OK, sed may result in a difficult processing. awk could do the trick more or less easily, but I find perl much more easy for this task:
$ perl -pe 's/#[0-9a-f]+/$&=~tr%0123456789abcdef%fedcba9876543210%r/ge' <infile >outfile
Basically you find the pattern, then execute the right-hand side, which executes the tr on the match, and substitutes the value there.
The inversion is really a subtraction.

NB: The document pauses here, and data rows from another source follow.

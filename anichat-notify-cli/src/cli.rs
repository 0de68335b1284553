use std::path::PathBuf;

use clap::{Parser, Subcommand, ValueEnum};

#[derive(Parser, Debug)]
#[command(
    name = "anichat-notify",
    author,
    version,
    about = "Real-time notification client for anichat",
    long_about = None
)]
pub struct Args {
    #[command(subcommand)]
    pub command: Commands,

    /// Backend base URL
    #[arg(long, global = true, env = "ANICHAT_SERVER_URL")]
    pub server: Option<String>,

    /// Push channel URL (defaults to <server>/notifications over ws/wss)
    #[arg(long, global = true, env = "ANICHAT_WS_URL")]
    pub ws_url: Option<String>,

    /// Bearer token
    #[arg(long, global = true, env = "ANICHAT_TOKEN", hide_env_values = true)]
    pub token: Option<String>,

    /// File holding the bearer token
    #[arg(long, global = true, env = "ANICHAT_TOKEN_FILE")]
    pub token_file: Option<PathBuf>,

    /// Configuration file (TOML)
    #[arg(short, long, global = true)]
    pub config: Option<PathBuf>,

    /// Log level or filter directives, e.g. `debug` or `anichat_notify=trace`
    #[arg(long, global = true)]
    pub log_level: Option<String>,

    /// Log line format
    #[arg(long, global = true, value_enum, default_value_t = LogFormat::Text)]
    pub log_format: LogFormat,
}

#[derive(Subcommand, Debug)]
pub enum Commands {
    /// Stay connected and print toasts as notifications arrive
    Watch {
        /// Print one JSON object per event
        #[arg(long)]
        json: bool,
    },

    /// Fetch and print recent notifications
    List {
        /// Only unread notifications
        #[arg(long)]
        unread: bool,

        /// Print JSON instead of a table
        #[arg(long)]
        json: bool,
    },

    /// Mark every unread notification read
    MarkAllRead {
        /// Print the summary as JSON
        #[arg(long)]
        json: bool,
    },
}

#[derive(Debug, Clone, Copy, PartialEq, Eq, ValueEnum)]
pub enum LogFormat {
    Text,
    Json,
}
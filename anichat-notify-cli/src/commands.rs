use std::sync::Arc;

use anichat_notify::{
    AuthHandle, HttpNotificationStore, NotificationService, NotificationStore, RefreshOutcome,
    TokenFile, WebSocketTransport,
};
use anyhow::{Context, Result, bail};
use tokio::sync::broadcast::error::RecvError;
use tracing::{debug, info, warn};

use crate::config::AppConfig;
use crate::output::OutputManager;

pub struct CommandExecutor {
    config: AppConfig,
    output: OutputManager,
}

impl CommandExecutor {
    pub fn new(config: AppConfig, output: OutputManager) -> Self {
        Self { config, output }
    }

    /// `--token` wins over the token file.
    async fn auth(&self) -> Result<AuthHandle> {
        if let Some(token) = &self.config.token {
            return Ok(AuthHandle::with_token(token.clone()));
        }
        if let Some(path) = &self.config.token_file {
            let file = TokenFile::new(path);
            let token = file
                .load()
                .await
                .with_context(|| format!("Failed to read token file {}", path.display()))?;
            if let Some(token) = token {
                debug!(path = %path.display(), "Loaded token from file");
                return Ok(AuthHandle::with_token(token));
            }
        }
        bail!(
            "No auth token: pass --token, set ANICHAT_TOKEN or point --token-file at a saved token"
        )
    }

    fn store(&self, auth: &AuthHandle) -> Result<HttpNotificationStore> {
        HttpNotificationStore::new(&self.config.server_url, auth.clone(), &self.config.notify)
            .context("Failed to build notification store client")
    }

    fn service(&self, auth: AuthHandle) -> Result<NotificationService> {
        let store = self.store(&auth)?;
        let transport = WebSocketTransport::new(self.config.ws_url.clone())
            .with_close_timeout(self.config.notify.connect_timeout());
        NotificationService::new(
            self.config.notify.clone(),
            Arc::new(store),
            Arc::new(transport),
            auth,
        )
        .context("Failed to start notification service")
    }

    pub async fn watch(&self, as_json: bool) -> Result<()> {
        let auth = self.auth().await?;
        let service = self.service(auth)?;
        let mut events = service.subscribe();

        info!(
            server = %self.config.server_url,
            push = %self.config.ws_url,
            "Watching notifications"
        );
        service.start().await;

        loop {
            tokio::select! {
                signal = tokio::signal::ctrl_c() => {
                    if let Err(e) = signal {
                        warn!(error = %e, "Failed to listen for Ctrl-C");
                    }
                    break;
                }
                event = events.recv() => match event {
                    Ok(event) => {
                        if let Some(line) = self.output.format_event(&event, as_json) {
                            println!("{line}");
                        }
                    }
                    Err(RecvError::Lagged(skipped)) => {
                        warn!(skipped, "Terminal output fell behind, events skipped");
                    }
                    Err(RecvError::Closed) => break,
                },
            }
        }

        service.stop().await;
        Ok(())
    }

    pub async fn list(&self, unread_only: bool, as_json: bool) -> Result<()> {
        let auth = self.auth().await?;
        let store = self.store(&auth)?;
        let mut notifications = store
            .fetch_recent(self.config.notify.max_cache_size, true)
            .await
            .context("Failed to fetch notifications")?;
        if unread_only {
            notifications.retain(|n| n.is_unread());
        }

        println!("{}", self.output.format_notifications(&notifications, as_json)?);
        Ok(())
    }

    pub async fn mark_all_read(&self, as_json: bool) -> Result<()> {
        let auth = self.auth().await?;
        let service = self.service(auth)?;

        match service.refresh().await {
            RefreshOutcome::Refreshed(count) => debug!(count, "Loaded notifications"),
            outcome => bail!("Failed to load notifications ({outcome:?})"),
        }

        let summary = service.mark_all_as_read().await;
        println!("{}", self.output.format_summary(&summary, as_json)?);
        if summary.failed > 0 {
            bail!("{} notifications could not be marked read", summary.failed);
        }
        Ok(())
    }
}
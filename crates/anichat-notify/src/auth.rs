//! Bearer token handling.
//!
//! The current identity is a `watch` channel so the connection controller can
//! react to login and logout without polling.

use std::path::{Path, PathBuf};

use tokio::sync::watch;
use tracing::debug;

use crate::error::Result;

/// Shared handle to the authenticated user's bearer token.
#[derive(Debug, Clone)]
pub struct AuthHandle {
    tx: watch::Sender<Option<String>>,
}

impl AuthHandle {
    /// A handle with no authenticated user.
    pub fn anonymous() -> Self {
        let (tx, _) = watch::channel(None);
        Self { tx }
    }

    pub fn with_token(token: impl Into<String>) -> Self {
        let handle = Self::anonymous();
        handle.login(token);
        handle
    }

    pub fn login(&self, token: impl Into<String>) {
        let token = token.into();
        self.tx.send_replace(Some(token));
        debug!("Auth token updated");
    }

    pub fn logout(&self) {
        self.tx.send_replace(None);
        debug!("Auth token cleared");
    }

    pub fn current(&self) -> Option<String> {
        self.tx.borrow().clone()
    }

    pub fn is_authenticated(&self) -> bool {
        self.tx.borrow().is_some()
    }

    pub fn subscribe(&self) -> watch::Receiver<Option<String>> {
        self.tx.subscribe()
    }
}

impl Default for AuthHandle {
    fn default() -> Self {
        Self::anonymous()
    }
}

/// A token persisted on disk by a previous login.
#[derive(Debug, Clone)]
pub struct TokenFile {
    path: PathBuf,
}

impl TokenFile {
    pub fn new(path: impl Into<PathBuf>) -> Self {
        Self { path: path.into() }
    }

    pub fn path(&self) -> &Path {
        &self.path
    }

    /// Read the token. A missing or blank file means no identity.
    pub async fn load(&self) -> Result<Option<String>> {
        match tokio::fs::read_to_string(&self.path).await {
            Ok(contents) => {
                let token = contents.trim();
                Ok((!token.is_empty()).then(|| token.to_string()))
            }
            Err(e) if e.kind() == std::io::ErrorKind::NotFound => Ok(None),
            Err(e) => Err(e.into()),
        }
    }

    pub async fn store(&self, token: &str) -> Result<()> {
        if let Some(parent) = self.path.parent() {
            tokio::fs::create_dir_all(parent).await?;
        }
        tokio::fs::write(&self.path, token).await?;
        Ok(())
    }
}
//! Scripted push transport and in-memory store for unit tests.

use std::collections::VecDeque;
use std::sync::Arc;
use std::sync::atomic::{AtomicBool, AtomicUsize, Ordering};

use async_trait::async_trait;
use parking_lot::Mutex;
use rustc_hash::FxHashSet;

use crate::error::{NotifyError, Result};
use crate::event::PushEvent;
use crate::model::{Notification, NotificationId};
use crate::store::NotificationStore;
use crate::transport::{PushStream, PushTransport};

enum Outcome {
    Fail,
    Hang,
    Open,
}

/// One scripted `connect` call.
pub(crate) struct ScriptedSession {
    outcome: Outcome,
    items: VecDeque<Result<PushEvent>>,
    ends: bool,
}

impl ScriptedSession {
    /// Connects and stays open after its items are delivered.
    pub(crate) fn open() -> Self {
        Self {
            outcome: Outcome::Open,
            items: VecDeque::new(),
            ends: false,
        }
    }

    pub(crate) fn fail() -> Self {
        Self {
            outcome: Outcome::Fail,
            ..Self::open()
        }
    }

    /// `connect` never resolves.
    pub(crate) fn hang() -> Self {
        Self {
            outcome: Outcome::Hang,
            ..Self::open()
        }
    }

    /// The stream ends once its items are delivered.
    pub(crate) fn ends(mut self) -> Self {
        self.ends = true;
        self
    }

    pub(crate) fn with_event(mut self, event: PushEvent) -> Self {
        self.items.push_back(Ok(event));
        self
    }

    pub(crate) fn with_error(mut self, error: NotifyError) -> Self {
        self.items.push_back(Err(error));
        self
    }
}

pub(crate) struct ScriptedTransport {
    sessions: Mutex<VecDeque<ScriptedSession>>,
    connect_calls: AtomicUsize,
    closed: Arc<AtomicUsize>,
}

impl ScriptedTransport {
    pub(crate) fn new(sessions: Vec<ScriptedSession>) -> Self {
        Self {
            sessions: Mutex::new(sessions.into()),
            connect_calls: AtomicUsize::new(0),
            closed: Arc::new(AtomicUsize::new(0)),
        }
    }

    pub(crate) fn connect_calls(&self) -> usize {
        self.connect_calls.load(Ordering::SeqCst)
    }

    pub(crate) fn closed_sessions(&self) -> usize {
        self.closed.load(Ordering::SeqCst)
    }
}

#[async_trait]
impl PushTransport for ScriptedTransport {
    async fn connect(&self, _token: &str) -> Result<Box<dyn PushStream>> {
        self.connect_calls.fetch_add(1, Ordering::SeqCst);
        let session = self.sessions.lock().pop_front();
        let Some(session) = session else {
            return Err(NotifyError::connection("no scripted session left"));
        };

        match session.outcome {
            Outcome::Fail => Err(NotifyError::connection("scripted failure")),
            Outcome::Hang => std::future::pending().await,
            Outcome::Open => Ok(Box::new(ScriptedStream {
                items: session.items,
                ends: session.ends,
                closed: self.closed.clone(),
            })),
        }
    }
}

struct ScriptedStream {
    items: VecDeque<Result<PushEvent>>,
    ends: bool,
    closed: Arc<AtomicUsize>,
}

#[async_trait]
impl PushStream for ScriptedStream {
    async fn next_event(&mut self) -> Option<Result<PushEvent>> {
        if let Some(item) = self.items.pop_front() {
            return Some(item);
        }
        if self.ends {
            return None;
        }
        std::future::pending().await
    }

    async fn close(&mut self) {
        self.closed.fetch_add(1, Ordering::SeqCst);
    }
}

/// In-memory [`NotificationStore`] that records every call.
#[derive(Default)]
pub(crate) struct MemoryStore {
    listing: Mutex<Vec<Notification>>,
    offline: AtomicBool,
    rejected: Mutex<FxHashSet<NotificationId>>,
    fetch_calls: AtomicUsize,
    marked: Mutex<Vec<NotificationId>>,
}

impl MemoryStore {
    pub(crate) fn new(listing: Vec<Notification>) -> Self {
        Self {
            listing: Mutex::new(listing),
            ..Default::default()
        }
    }

    pub(crate) fn set_offline(&self, offline: bool) {
        self.offline.store(offline, Ordering::SeqCst);
    }

    /// `mark_read` fails for these ids.
    pub(crate) fn reject(&self, ids: impl IntoIterator<Item = NotificationId>) {
        self.rejected.lock().extend(ids);
    }

    pub(crate) fn fetch_calls(&self) -> usize {
        self.fetch_calls.load(Ordering::SeqCst)
    }

    pub(crate) fn marked(&self) -> Vec<NotificationId> {
        self.marked.lock().clone()
    }
}

#[async_trait]
impl NotificationStore for MemoryStore {
    async fn fetch_recent(&self, limit: usize, _fresh: bool) -> Result<Vec<Notification>> {
        self.fetch_calls.fetch_add(1, Ordering::SeqCst);
        if self.offline.load(Ordering::SeqCst) {
            return Err(NotifyError::connection("store offline"));
        }
        Ok(self.listing.lock().iter().take(limit).cloned().collect())
    }

    async fn mark_read(&self, id: NotificationId) -> Result<()> {
        tokio::task::yield_now().await;
        if self.rejected.lock().contains(&id) {
            return Err(NotifyError::Status {
                status: 500,
                url: format!("memory://notifications/{id}/read"),
            });
        }
        self.marked.lock().push(id);
        for notification in self.listing.lock().iter_mut() {
            if notification.id == id {
                notification.read = true;
            }
        }
        Ok(())
    }
}
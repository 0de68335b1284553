//! Push channel lifecycle with exponential reconnect backoff.
//!
//! The controller runs as a single task per service start:
//!
//! ```text
//! Disconnected → Connecting → Connected → (error / close) → Backoff(attempt) → Connecting → ...
//! ```
//!
//! Cancelling the service token moves it to `TornDown` from any state. Only
//! one channel is open at a time and it is always closed before the next one
//! is opened.

use std::fmt;
use std::sync::Arc;
use std::sync::atomic::{AtomicBool, Ordering};
use std::time::Duration;

use tokio::sync::{broadcast, mpsc, watch};
use tokio_util::sync::CancellationToken;
use tracing::{debug, info, trace, warn};

use crate::auth::AuthHandle;
use crate::backoff::ReconnectBackoff;
use crate::config::NotifyConfig;
use crate::error::NotifyError;
use crate::event::{ClientEvent, PushEvent};
use crate::transport::{PushStream, PushTransport};

/// Reconnection controller state.
#[derive(Debug, Clone, PartialEq, Eq)]
pub enum ConnectionState {
    Disconnected,
    Connecting,
    Connected,
    /// Waiting `delay` before reconnect attempt number `attempt`
    Backoff { attempt: u32, delay: Duration },
    TornDown,
}

impl fmt::Display for ConnectionState {
    fn fmt(&self, f: &mut fmt::Formatter<'_>) -> fmt::Result {
        match self {
            Self::Disconnected => write!(f, "disconnected"),
            Self::Connecting => write!(f, "connecting"),
            Self::Connected => write!(f, "connected"),
            Self::Backoff { attempt, delay } => {
                write!(f, "backoff (attempt {attempt}, {}ms)", delay.as_millis())
            }
            Self::TornDown => write!(f, "torn down"),
        }
    }
}

/// What the controller hands to the service dispatcher.
#[derive(Debug, Clone, PartialEq)]
pub(crate) enum ChannelSignal {
    /// A channel was (re)established; resynchronize the cache.
    Connected,
    /// A data event from the open channel.
    Event(PushEvent),
}

/// Observable connection status shared with the service.
pub(crate) struct ConnectionStatus {
    state_tx: watch::Sender<ConnectionState>,
    connected: AtomicBool,
    events: broadcast::Sender<ClientEvent>,
}

impl ConnectionStatus {
    pub(crate) fn new(events: broadcast::Sender<ClientEvent>) -> Self {
        let (state_tx, _) = watch::channel(ConnectionState::Disconnected);
        Self {
            state_tx,
            connected: AtomicBool::new(false),
            events,
        }
    }

    pub(crate) fn state(&self) -> ConnectionState {
        self.state_tx.borrow().clone()
    }

    pub(crate) fn watch(&self) -> watch::Receiver<ConnectionState> {
        self.state_tx.subscribe()
    }

    pub(crate) fn set_state(&self, state: ConnectionState) {
        let changed = self.state_tx.send_if_modified(|current| {
            if *current == state {
                return false;
            }
            *current = state.clone();
            true
        });
        if changed {
            trace!(%state, "Connection state changed");
            let _ = self.events.send(ClientEvent::StateChanged(state));
        }
    }

    pub(crate) fn is_connected(&self) -> bool {
        self.connected.load(Ordering::SeqCst)
    }

    pub(crate) fn set_connected(&self, connected: bool) {
        if self.connected.swap(connected, Ordering::SeqCst) != connected {
            let _ = self.events.send(ClientEvent::ConnectionChanged { connected });
        }
    }

    pub(crate) fn subscribe(&self) -> broadcast::Receiver<ClientEvent> {
        self.events.subscribe()
    }

    pub(crate) fn emit(&self, event: ClientEvent) {
        // No subscribers is fine.
        let _ = self.events.send(event);
    }
}

/// Why a channel session ended.
#[derive(Debug)]
enum SessionEnd {
    /// Service teardown.
    Cancelled,
    /// The token changed or was cleared.
    AuthChanged,
    /// The dispatcher is gone.
    DispatcherClosed,
    /// Server close, stream end or transport error.
    Lost(String),
}

pub(crate) struct ConnectionController {
    transport: Arc<dyn PushTransport>,
    auth: AuthHandle,
    status: Arc<ConnectionStatus>,
    signals: mpsc::Sender<ChannelSignal>,
    backoff: ReconnectBackoff,
    connect_timeout: Duration,
}

impl ConnectionController {
    pub(crate) fn new(
        config: &NotifyConfig,
        transport: Arc<dyn PushTransport>,
        auth: AuthHandle,
        status: Arc<ConnectionStatus>,
        signals: mpsc::Sender<ChannelSignal>,
    ) -> Self {
        Self {
            transport,
            auth,
            status,
            signals,
            backoff: ReconnectBackoff::new(
                config.base_reconnect_delay(),
                config.max_reconnect_delay(),
            ),
            connect_timeout: config.connect_timeout(),
        }
    }

    /// Run until `cancel` fires.
    pub(crate) async fn run(mut self, cancel: CancellationToken) {
        let mut auth_rx = self.auth.subscribe();

        loop {
            let token = auth_rx.borrow_and_update().clone();
            let Some(token) = token else {
                // No identity, no connection attempt.
                self.backoff.reset();
                self.status.set_state(ConnectionState::Disconnected);
                debug!("No auth token, waiting for login");
                tokio::select! {
                    _ = cancel.cancelled() => break,
                    _ = auth_rx.changed() => {}
                }
                continue;
            };

            self.status.set_state(ConnectionState::Connecting);
            let connect =
                tokio::time::timeout(self.connect_timeout, self.transport.connect(&token));
            let result = tokio::select! {
                _ = cancel.cancelled() => break,
                result = connect => {
                    result.unwrap_or_else(|_| Err(NotifyError::Timeout(self.connect_timeout)))
                }
            };

            match result {
                Ok(stream) => {
                    self.backoff.reset();
                    self.status.set_state(ConnectionState::Connected);
                    self.status.set_connected(true);
                    info!("Push channel connected");

                    if self.signals.send(ChannelSignal::Connected).await.is_err() {
                        close_stream(stream).await;
                        break;
                    }

                    let end = self.pump(stream, &cancel, &mut auth_rx).await;
                    self.status.set_connected(false);

                    match end {
                        SessionEnd::Cancelled | SessionEnd::DispatcherClosed => break,
                        SessionEnd::AuthChanged => {
                            info!("Auth changed, push channel closed");
                            self.status.set_state(ConnectionState::Disconnected);
                            continue;
                        }
                        SessionEnd::Lost(reason) => {
                            warn!(%reason, "Push channel disconnected");
                        }
                    }
                }
                Err(e) => {
                    warn!(
                        attempt = self.backoff.attempts() + 1,
                        error = %e,
                        "Push channel connect failed"
                    );
                }
            }

            let delay = self.backoff.next_delay();
            self.backoff.record_failure();
            let attempt = self.backoff.attempts();
            self.status.set_state(ConnectionState::Backoff { attempt, delay });
            self.status.emit(ClientEvent::Reconnecting { attempt, delay });
            debug!(attempt, delay_ms = delay.as_millis() as u64, "Scheduling reconnect");

            tokio::select! {
                _ = cancel.cancelled() => break,
                _ = tokio::time::sleep(delay) => {}
                // A login or logout during backoff takes effect right away.
                _ = auth_rx.changed() => {}
            }
        }

        self.status.set_connected(false);
        self.status.set_state(ConnectionState::TornDown);
        debug!("Connection controller stopped");
    }

    /// Forward events from one open channel until it ends.
    ///
    /// The channel is always closed before returning.
    async fn pump(
        &self,
        mut stream: Box<dyn PushStream>,
        cancel: &CancellationToken,
        auth_rx: &mut watch::Receiver<Option<String>>,
    ) -> SessionEnd {
        let end = loop {
            tokio::select! {
                biased;

                _ = cancel.cancelled() => break SessionEnd::Cancelled,

                changed = auth_rx.changed() => {
                    if changed.is_err() {
                        break SessionEnd::Cancelled;
                    }
                    break SessionEnd::AuthChanged;
                }

                event = stream.next_event() => match event {
                    None => break SessionEnd::Lost("stream closed".to_string()),
                    Some(Err(NotifyError::Protocol(reason))) => {
                        warn!(%reason, "Ignoring malformed push frame");
                    }
                    Some(Err(e)) => break SessionEnd::Lost(e.to_string()),
                    Some(Ok(PushEvent::Disconnect { reason })) => {
                        let reason = reason.unwrap_or_else(|| "server disconnect".to_string());
                        break SessionEnd::Lost(reason);
                    }
                    Some(Ok(PushEvent::ConnectError { message })) => {
                        break SessionEnd::Lost(message);
                    }
                    Some(Ok(PushEvent::Connect)) => trace!("Server confirmed connect"),
                    Some(Ok(event)) => {
                        trace!(event = event.name(), "Push event received");
                        if self.signals.send(ChannelSignal::Event(event)).await.is_err() {
                            break SessionEnd::DispatcherClosed;
                        }
                    }
                },
            }
        };

        close_stream(stream).await;
        end
    }
}

async fn close_stream(mut stream: Box<dyn PushStream>) {
    stream.close().await;
}
//! Exponential reconnect backoff.

use std::time::Duration;

/// Reconnect delay tracker.
///
/// The delay for the next attempt is `min(base * 2^attempts, max)`. `attempts`
/// grows by one on every disconnect or failed connect and drops to zero on
/// every successful connect.
#[derive(Debug, Clone)]
pub struct ReconnectBackoff {
    base: Duration,
    max: Duration,
    attempts: u32,
}

impl ReconnectBackoff {
    pub fn new(base: Duration, max: Duration) -> Self {
        Self {
            base,
            max,
            attempts: 0,
        }
    }

    /// Delay for a given attempt count.
    pub fn delay_for(&self, attempts: u32) -> Duration {
        // 2^attempts saturates instead of overflowing for large counts.
        let multiplier = 1u32.checked_shl(attempts).unwrap_or(u32::MAX);
        self.base
            .checked_mul(multiplier)
            .unwrap_or(self.max)
            .min(self.max)
    }

    /// Delay before the next reconnect attempt.
    pub fn next_delay(&self) -> Duration {
        self.delay_for(self.attempts)
    }

    /// Record a disconnect or failed attempt.
    pub fn record_failure(&mut self) {
        self.attempts = self.attempts.saturating_add(1);
    }

    /// Record a successful connect.
    pub fn reset(&mut self) {
        self.attempts = 0;
    }

    pub fn attempts(&self) -> u32 {
        self.attempts
    }
}
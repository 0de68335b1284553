//! Bounded, deduplicated client-side view of the user's recent notifications.
//!
//! The cache is newest-first: merged items are pushed to the front and capacity
//! pressure evicts from the back. An id index backs every insertion so the
//! cache never holds two entries with the same id.

use std::collections::VecDeque;

use rustc_hash::FxHashSet;

use crate::model::{Notification, NotificationId};

#[derive(Debug, Clone)]
pub struct NotificationCache {
    items: VecDeque<Notification>,
    ids: FxHashSet<NotificationId>,
    capacity: usize,
    stale: bool,
}

impl NotificationCache {
    pub fn new(capacity: usize) -> Self {
        Self {
            items: VecDeque::with_capacity(capacity),
            ids: FxHashSet::default(),
            capacity,
            stale: false,
        }
    }

    pub fn capacity(&self) -> usize {
        self.capacity
    }

    pub fn len(&self) -> usize {
        self.items.len()
    }

    pub fn is_empty(&self) -> bool {
        self.items.is_empty()
    }

    /// Whether an item with this id is cached.
    pub fn has(&self, id: NotificationId) -> bool {
        self.ids.contains(&id)
    }

    /// Insert at the front if the id is new. Returns `false` for duplicates.
    ///
    /// Does not enforce capacity; callers follow up with [`evict_overflow`](Self::evict_overflow).
    pub fn add(&mut self, notification: Notification) -> bool {
        if !self.ids.insert(notification.id) {
            return false;
        }
        self.items.push_front(notification);
        true
    }

    /// Drop the oldest entry.
    pub fn evict_oldest(&mut self) -> Option<Notification> {
        let evicted = self.items.pop_back()?;
        self.ids.remove(&evicted.id);
        Some(evicted)
    }

    /// Evict from the back until the cache fits its capacity.
    pub fn evict_overflow(&mut self) -> usize {
        let mut evicted = 0;
        while self.items.len() > self.capacity {
            if self.evict_oldest().is_none() {
                break;
            }
            evicted += 1;
        }
        evicted
    }

    /// Merge pushed items in arrival order and return the ones that were new.
    ///
    /// Each accepted item is prepended, so the last one to arrive ends up first.
    pub fn merge_new(
        &mut self,
        incoming: impl IntoIterator<Item = Notification>,
    ) -> Vec<Notification> {
        let mut accepted = Vec::new();
        for notification in incoming {
            if self.has(notification.id) {
                continue;
            }
            accepted.push(notification.clone());
            self.add(notification);
        }
        self.evict_overflow();
        accepted
    }

    /// Overwrite the cache with a fresh store listing (already newest-first).
    ///
    /// Ids already read locally stay read even if the listing lags behind.
    pub fn replace_all(&mut self, listing: impl IntoIterator<Item = Notification>) {
        let locally_read: FxHashSet<NotificationId> = self
            .items
            .iter()
            .filter(|n| n.read)
            .map(|n| n.id)
            .collect();

        self.items.clear();
        self.ids.clear();
        for mut notification in listing {
            if self.items.len() >= self.capacity {
                break;
            }
            if !self.ids.insert(notification.id) {
                continue;
            }
            if locally_read.contains(&notification.id) {
                notification.read = true;
            }
            self.items.push_back(notification);
        }
        self.stale = false;
    }

    /// Flip `read` to true for the given ids. Returns how many changed.
    pub fn mark_read(&mut self, ids: &[NotificationId]) -> usize {
        let targets: FxHashSet<NotificationId> = ids.iter().copied().collect();
        let mut changed = 0;
        for notification in self.items.iter_mut() {
            if !notification.read && targets.contains(&notification.id) {
                notification.read = true;
                changed += 1;
            }
        }
        changed
    }

    /// Ids of unread entries, newest first.
    pub fn unread_ids(&self) -> Vec<NotificationId> {
        self.items
            .iter()
            .filter(|n| n.is_unread())
            .map(|n| n.id)
            .collect()
    }

    pub fn unread_count(&self) -> usize {
        self.items.iter().filter(|n| n.is_unread()).count()
    }

    /// Copy of the current contents, newest first.
    pub fn snapshot(&self) -> Vec<Notification> {
        self.items.iter().cloned().collect()
    }

    pub fn get(&self, id: NotificationId) -> Option<&Notification> {
        if !self.has(id) {
            return None;
        }
        self.items.iter().find(|n| n.id == id)
    }

    /// Mark the contents as possibly out of date without dropping them.
    pub fn invalidate(&mut self) {
        self.stale = true;
    }

    pub fn is_stale(&self) -> bool {
        self.stale
    }
}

To invert a hex, you just subtract it from ffffff.
With this in mind, you can build a simple script to process each line, extract hexes, invert them, and inject them back to the line.
This is using Bash (see arrays, printf -v, += etc) only (no external tools there):
#!/usr/bin/env bash
[[ -f $1 ]] || { printf "error: cannot find file: %s\n" "$1" >&2; exit 1; }
while read -r; do
# split line with '#' as separator
IFS='#' toks=( $REPLY )
for tok in "${toks[#]}"; do
# extract hex
read -n6 hex <<< "$tok"
# is it really a hex ?
if [[ $hex =~ [0-9a-fA-F]{6} ]]; then
# compute inversion
inv="$((16#ffffff - 16#$hex))"
# zero pad the result
printf -v inv "%06x" "$inv"
# replace hex with inv
tok="${tok/$hex/$inv}"
fi
# build the modified line
line+="#$tok"
done
# print the modified line and clean it for reuse
printf "%s\n" "${line#\#}"
unset line
done < "$1"
use it like:
$ ./invhex infile > outfile
test case input:
random text... #ffffff_random_text_#000000__
asdf#00ff00
bdf#cvb_foo
asdfghj
#bdfg
processed output:
random text... #000000_random_text_#ffffff__
asdf#ff00ff
bdf#cvb_foo
asdfghj
#bdfg
This might work for you (GNU sed):
sed '/#[a-f0-9]\{6\}\>/!b
s//\n&/g
h
s/[^\n]*\(\n.\{7\}\)[^\n]*/\1/g
y/0123456789abcdef/fedcba9876543210/
H
g
:a;s/\n.\{7\}\(.*\n\)\n\(.\{7\}\)/\2\1/;ta
s/\n//' file
Explanation:
/#[a-f0-9]\{6\}\>/!b bail out on lines not containing the required pattern
s//\n&/g prepend every pattern with a newline
h copy this to the hold space
s/[^\n]*\(\n.\{7\}\)[^\n]*/\1/g delete everything but the required pattern(s)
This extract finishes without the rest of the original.